Cara, Andrew, Mike und Grandma sahen auf. Sie saßen an einem großen Küchentisch zusammen und tranken Limonade. „Ich fühle mich hier auch mehr als wohl", entgegnete Cara lächelnd. „Und du kannst unglaublich schön malen. Liam hatte mit den Schultern gezuckt, als er erzählte, dass du die Gemälde im Flur gemalt hast." Cara wurde rot und ich sah, wie Andrew schmunzelte.

Dann sah ich zu Grandma. Sie stand auf, als ich zu ihr ging und wir umarmten und herzlich. Es war wie nach Hause kommen, dachte ich. „Schön dich zu sehen." Grandma lächelte mich an.

„Wie geht es dir?", fragte ich sie und setzte mich neben sie auf den freien Platz.

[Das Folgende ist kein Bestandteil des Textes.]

//! Model resolution and acquisition.
//!
//! Turns a path or URL into on-disk bytes plus a `ModelInfo` descriptor:
//! format from the file extension, modality inferred from the filename,
//! blake3 content hash for integrity. Downloads stream into the cache
//! directory with retry/backoff and an optional progress callback.

use std::collections::HashMap;
use std::path::{Path, PathBuf};
use std::sync::Arc;
use std::time::Duration;

use futures_util::StreamExt;
use tokio::fs;
use tokio::io::{AsyncReadExt, AsyncWriteExt};
use tracing::{debug, info};

use crate::adapter::{FormatDetector, ModelFormat, ModelInfo, ModelType};
use crate::config::Config;
use crate::error::{Result, RuntimeError};
use crate::retry::retry_with_backoff;

/// Invoked with (bytes downloaded so far, total if known).
pub type ProgressFn = Arc<dyn Fn(u64, Option<u64>) + Send + Sync>;

pub struct DownloadOptions {
    pub max_retries: u32,
    pub base_delay: Duration,
    pub expected_checksum: Option<String>,
    pub progress: Option<ProgressFn>,
}

impl Default for DownloadOptions {
    fn default() -> Self {
        Self {
            max_retries: 3,
            base_delay: Duration::from_millis(500),
            expected_checksum: None,
            progress: None,
        }
    }
}

pub struct ModelManager {
    cache_dir: PathBuf,
    checksum_threshold_bytes: u64,
    client: reqwest::Client,
}

impl ModelManager {
    pub fn new(cache_dir: PathBuf, checksum_threshold_bytes: u64) -> Self {
        Self { cache_dir, checksum_threshold_bytes, client: reqwest::Client::new() }
    }

    pub fn from_config(config: &Config) -> Self {
        Self::new(config.cache_dir.clone(), config.checksum_threshold_bytes)
    }

    pub fn cache_dir(&self) -> &Path {
        &self.cache_dir
    }

    /// Resolve a local file into a descriptor. `Ok(None)` when the format
    /// is unrecognized from the extension; that is not an error.
    pub async fn model_info(&self, path: &Path) -> Result<Option<ModelInfo>> {
        let Some(format) = FormatDetector::detect_from_path(path) else {
            return Ok(None);
        };
        let meta = fs::metadata(path).await.map_err(|e| RuntimeError::LoadFailure {
            path: path.to_path_buf(),
            reason: format!("cannot stat model file: {e}"),
        })?;
        let size = meta.len();

        let file_name = path.file_name().and_then(|n| n.to_str()).unwrap_or("model");
        let name = path
            .file_stem()
            .and_then(|s| s.to_str())
            .unwrap_or("model")
            .to_string();

        let mut metadata = HashMap::new();
        metadata.insert("source_path".to_string(), path.display().to_string());

        let checksum = if size <= self.checksum_threshold_bytes {
            Some(hash_file(path).await?)
        } else {
            metadata.insert("checksum_skipped".to_string(), "file_above_threshold".to_string());
            None
        };

        Ok(Some(ModelInfo {
            name,
            format,
            model_type: infer_model_type(format, file_name),
            size,
            version: infer_version(file_name),
            checksum,
            metadata,
        }))
    }

    /// Compare a file's blake3 hash against an expected hex digest.
    pub async fn verify_checksum(&self, path: &Path, expected: &str) -> Result<bool> {
        let actual = hash_file(path).await?;
        Ok(actual.eq_ignore_ascii_case(expected))
    }

    /// Fetch a remote model into the cache directory. Transport failures
    /// retry with exponential backoff; a checksum mismatch discards the
    /// file and fails.
    pub async fn download_model(
        &self,
        url: &str,
        info: &ModelInfo,
        options: DownloadOptions,
    ) -> Result<PathBuf> {
        fs::create_dir_all(&self.cache_dir).await.map_err(|e| RuntimeError::LoadFailure {
            path: self.cache_dir.clone(),
            reason: format!("cannot create cache directory: {e}"),
        })?;

        let file_name = filename_from_url(url)
            .unwrap_or_else(|| format!("{}.{}", info.name, info.format.extensions()[0]));
        let target = self.cache_dir.join(file_name);

        info!("Downloading {} -> {}", url, target.display());
        retry_with_backoff(
            |_attempt| self.attempt_download(url, &target, options.progress.clone()),
            options.max_retries,
            options.base_delay,
        )
        .await?;

        if let Some(expected) = &options.expected_checksum {
            if !self.verify_checksum(&target, expected).await? {
                let _ = fs::remove_file(&target).await;
                return Err(RuntimeError::LoadFailure {
                    path: target,
                    reason: "downloaded file failed checksum validation".into(),
                });
            }
        }

        info!("Download complete: {}", target.display());
        Ok(target)
    }

    async fn attempt_download(
        &self,
        url: &str,
        target: &Path,
        progress: Option<ProgressFn>,
    ) -> Result<()> {
        let response = self.client.get(url).send().await.map_err(|e| {
            RuntimeError::Transport { endpoint: url.to_string(), reason: e.to_string() }
        })?;
        if !response.status().is_success() {
            return Err(RuntimeError::Transport {
                endpoint: url.to_string(),
                reason: format!("server returned {}", response.status()),
            });
        }

        let total = response.content_length();
        let mut file = fs::File::create(target).await.map_err(|e| RuntimeError::LoadFailure {
            path: target.to_path_buf(),
            reason: format!("cannot create target file: {e}"),
        })?;

        let mut downloaded: u64 = 0;
        let mut stream = response.bytes_stream();
        while let Some(chunk) = stream.next().await {
            let chunk = chunk.map_err(|e| RuntimeError::Transport {
                endpoint: url.to_string(),
                reason: format!("stream interrupted: {e}"),
            })?;
            file.write_all(&chunk).await.map_err(|e| RuntimeError::LoadFailure {
                path: target.to_path_buf(),
                reason: format!("write failed: {e}"),
            })?;
            downloaded += chunk.len() as u64;
            if let Some(cb) = &progress {
                cb(downloaded, total);
            }
        }
        file.flush().await.map_err(|e| RuntimeError::LoadFailure {
            path: target.to_path_buf(),
            reason: format!("flush failed: {e}"),
        })?;
        debug!("Fetched {} bytes from {}", downloaded, url);
        Ok(())
    }
}

async fn hash_file(path: &Path) -> Result<String> {
    let mut file = fs::File::open(path).await.map_err(|e| RuntimeError::LoadFailure {
        path: path.to_path_buf(),
        reason: format!("cannot open for hashing: {e}"),
    })?;
    let mut hasher = blake3::Hasher::new();
    let mut buf = vec![0u8; 1024 * 1024];
    loop {
        let n = file.read(&mut buf).await.map_err(|e| RuntimeError::LoadFailure {
            path: path.to_path_buf(),
            reason: format!("read failed while hashing: {e}"),
        })?;
        if n == 0 {
            break;
        }
        hasher.update(&buf[..n]);
    }
    Ok(hasher.finalize().to_hex().to_string())
}

fn filename_from_url(url: &str) -> Option<String> {
    let without_query = url.split(['?', '#']).next().unwrap_or(url);
    without_query
        .rsplit('/')
        .next()
        .filter(|segment| !segment.is_empty() && segment.contains('.'))
        .map(|segment| segment.to_string())
}

/// Modality from format plus filename hints. GGUF defaults to text
/// generation; the mobile formats default to vision, with audio keywords
/// promoting them to the audio modality.
fn infer_model_type(format: ModelFormat, file_name: &str) -> ModelType {
    let lower = file_name.to_lowercase();
    let audio_hint = ["whisper", "wav2vec", "speech", "audio", "asr", "tts", "vocoder"]
        .iter()
        .any(|k| lower.contains(k));
    let embedding_hint =
        ["embed", "embedding", "sentence", "minilm", "bge-"].iter().any(|k| lower.contains(k));

    match format {
        ModelFormat::Gguf => {
            if embedding_hint {
                ModelType::Embedding
            } else {
                ModelType::Llm
            }
        }
        ModelFormat::Onnx | ModelFormat::TfLite | ModelFormat::CoreMl => {
            if audio_hint {
                ModelType::Audio
            } else if embedding_hint {
                ModelType::Embedding
            } else {
                ModelType::Vision
            }
        }
    }
}

fn infer_version(file_name: &str) -> String {
    file_name
        .split(['-', '_', '.'])
        .find(|token| {
            token.len() >= 2
                && token.starts_with('v')
                && token[1..].chars().all(|c| c.is_ascii_digit())
        })
        .map(|token| token.to_string())
        .unwrap_or_else(|| "latest".to_string())
}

„Schlechten Menschen geht es immer gut." Ich hob eine Augenbraue. Das war so ein typischer nichts aussagender Spruch. Ich wusste gar nicht, dass man solche Sprüche irgendwann nicht mehr mögen konnte. Aber ich konnte ihn tatsächlich nicht mehr hören. Grandma sagte ihn fast immer, wenn ich sie fragte wie es ihr ging.

„Du willst nur, dass ich dir sage, du bist kein schlechter Mensch. Gib's zu." Ich schmunzelte. Grandma erwiderte es mit einem Lächeln und doch war mir der kurze Schatten, der über ihre Augen gehuscht war, nicht entgangen. Es war aber nicht der richtige Zeitpunkt, um Grandma darauf anzusprechen.

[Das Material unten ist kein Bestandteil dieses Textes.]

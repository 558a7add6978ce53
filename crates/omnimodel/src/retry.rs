//! Exponential backoff retry for recoverable failures.

use std::future::Future;
use std::time::Duration;

use tracing::warn;

use crate::error::Result;

/// Run `op` up to `1 + max_retries` times. Only recoverable error kinds
/// are retried; anything else fails on the first attempt. The delay
/// before retry N is `base_delay * 2^N` (N counted from zero), and the
/// final error propagates unchanged.
pub async fn retry_with_backoff<T, F, Fut>(
    mut op: F,
    max_retries: u32,
    base_delay: Duration,
) -> Result<T>
where
    F: FnMut(u32) -> Fut,
    Fut: Future<Output = Result<T>>,
{
    let mut attempt: u32 = 0;
    loop {
        match op(attempt).await {
            Ok(value) => return Ok(value),
            Err(err) => {
                if attempt >= max_retries || !err.is_recoverable() {
                    return Err(err);
                }
                let delay = base_delay * 2u32.saturating_pow(attempt);
                warn!(
                    "Attempt {} failed ({}), retrying in {:?}: {}",
                    attempt + 1,
                    err.kind(),
                    delay,
                    err
                );
                tokio::time::sleep(delay).await;
                attempt += 1;
            }
        }
    }
}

„Und Natalie, wie sieht es aus? Hast du schon Freunde gefunden?", fragte Cara mich. Ich nickte und musste lächeln, als ich an Fiona, Adam, Patrick und Hugh dachte.

„Ja. Ich hatte es mir schwerer vorgestellt, aber irgendwie habe ich Freunde gefunden."

Cara schien die Antwort zu gefallen. Sie stützte ihr Kinn in eine Hand. „Und wie sieht es mit der Liebe aus?" Ihre Augen glitzerten.

Liam begann heftig zu Husten und stellte seine Limonade schnell auf den Tisch, ehe er sich gegen die Brust klopfte. Andrew, der neben Liam saß, klopfte ihm gleichzeitig auf den Rücken. „Alles okay?", fragte ich. Liam sah kurz auf und nickte dann. Er hustete noch zweimal und nahm dann erneut einen großen Schluck von der Limonade.

„Mom, willst du dieses Gespräch jetzt wirklich mit Natalie führen?"

„Dich kann ich das ja nicht fragen. Du erzählst ja auch gar nichts, selbst wenn ich fragen würde", beklagte sich Cara. Liam schnaubte.

„Also was ist nun?", fragte Cara mich noch einmal. Ich blinzelte und suchte nach einer passenden Antwort.

„Mom. Vielleicht will Natalie dir gar keine Antwort auf die Frage geben."

„Aber wieso denn nicht? Und was mischst du dich da überhaupt ein? Bis du denn gar nicht neugierig."

„Nein." Liam gab ein murrendes Geräusch von sich und starrte Cara an.

„Du benimmst dich komisch. Weißt du das?" Cara schien nun skeptisch zu sein und betrachtete Liam prüfend. Er schüttelte hastig den Kopf. Zu hastig. Zu auffällig. Er wusste eindeutig was. Das wusste jetzt jeder. Dafür war seine Reaktion zu eindeutig gewesen.

„Ja Liam, du benimmst dich wirklich komisch", stichelte Mike nun auch noch.

Ich versuchte nicht rot zu werden. Mag sein, dass Liam mir eben seine Liebe gestanden hatte, aber wir hatten nicht weiter darüber gesprochen, was wir nun machen würden. Würde er sich von Delilah trennen? Würde er doch bei ihr bleiben? Eine Affäre würde ich mit Sicherheit nicht werden, aber ich war mir auch ziemlich sicher, dass Liam keine Affäre haben würde. Selbst wenn er es bei Delilah hinnahm. Was ich noch immer nicht verstand. Ich konnte nur hoffen, dass er irgendwann soweit sein würde, um ehrlich zu mir zu sein. In allen Dingen.